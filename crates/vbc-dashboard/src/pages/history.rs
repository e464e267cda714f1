//! Session history table

use leptos::*;
use vbc_core::content::HISTORY_FOOTNOTE;
use vbc_core::datetime::format_date;
use vbc_core::score::score_cell;
use vbc_core::{Session, Theme};

use crate::components::VerdictBadge;
use crate::style;

#[component]
pub fn HistoryTable() -> impl IntoView {
    let session = expect_context::<RwSignal<Session>>();
    let theme = expect_context::<RwSignal<Theme>>();

    let cell = move || format!("py-1 px-2 {}", style::body_text(theme.get()));

    // Rows carry no stable id, so the whole table re-renders on change
    let content = move || {
        let history: Vec<_> = session.with(|s| s.history().iter().cloned().collect());

        if history.is_empty() {
            return view! {
                <p class=format!("text-[11px] {}", style::muted_text(theme.get()))>
                    "Ainda não há verificações nesta sessão. Use a aba de "
                    <span class="font-semibold">"Verificação em tempo real"</span>
                    " para iniciar."
                </p>
            }
            .into_view();
        }

        view! {
            <div class="overflow-x-auto text-[11px]">
                <table class="min-w-full border-separate border-spacing-y-1">
                    <thead class=style::muted_text(theme.get())>
                        <tr>
                            <th class="text-left py-1 px-2">"Data/Hora"</th>
                            <th class="text-left py-1 px-2">"URL"</th>
                            <th class="text-left py-1 px-2">"Domínio"</th>
                            <th class="text-left py-1 px-2">"Veredito"</th>
                            <th class="text-left py-1 px-2">"Score"</th>
                        </tr>
                    </thead>
                    <tbody>
                        {history.into_iter().map(|item| {
                            let submitted = format_date(item.submitted_at.as_deref());
                            let url = item.raw_input.clone().unwrap_or_default();
                            let domain = item
                                .domain
                                .clone()
                                .filter(|d| !d.is_empty())
                                .unwrap_or_else(|| "-".to_string());
                            let score = score_cell(item.score);
                            view! {
                                <tr>
                                    <td class=cell>{submitted}</td>
                                    <td class=move || format!("{} max-w-[200px] truncate", cell()) title=url.clone()>{url.clone()}</td>
                                    <td class=cell>{domain}</td>
                                    <td class="py-1 px-2"><VerdictBadge result=item/></td>
                                    <td class=cell>{score}</td>
                                </tr>
                            }
                        }).collect_view()}
                    </tbody>
                </table>
            </div>
        }
        .into_view()
    };

    view! {
        <div class=move || style::sub_card(theme.get())>
            <h2 class=move || style::panel_title(theme.get())>"Histórico de verificações (sessão atual)"</h2>
            {content}
            <p class=move || format!("text-[10px] mt-3 {}", style::muted_text(theme.get()))>
                {HISTORY_FOOTNOTE}
            </p>
        </div>
    }
}
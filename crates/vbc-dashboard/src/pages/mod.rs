//! One page per tab

mod architecture;
mod dashboard;
mod history;
mod rules;
mod verification;

pub use architecture::ArchitecturePanel;
pub use dashboard::RiskDashboard;
pub use history::HistoryTable;
pub use rules::RulesPanel;
pub use verification::VerificationPage;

# EXERCISE DESCRIPTION:
Count the lines above that contain the word "dashboard". Give only the number.

# REPLY TO THE EXERCISE:
4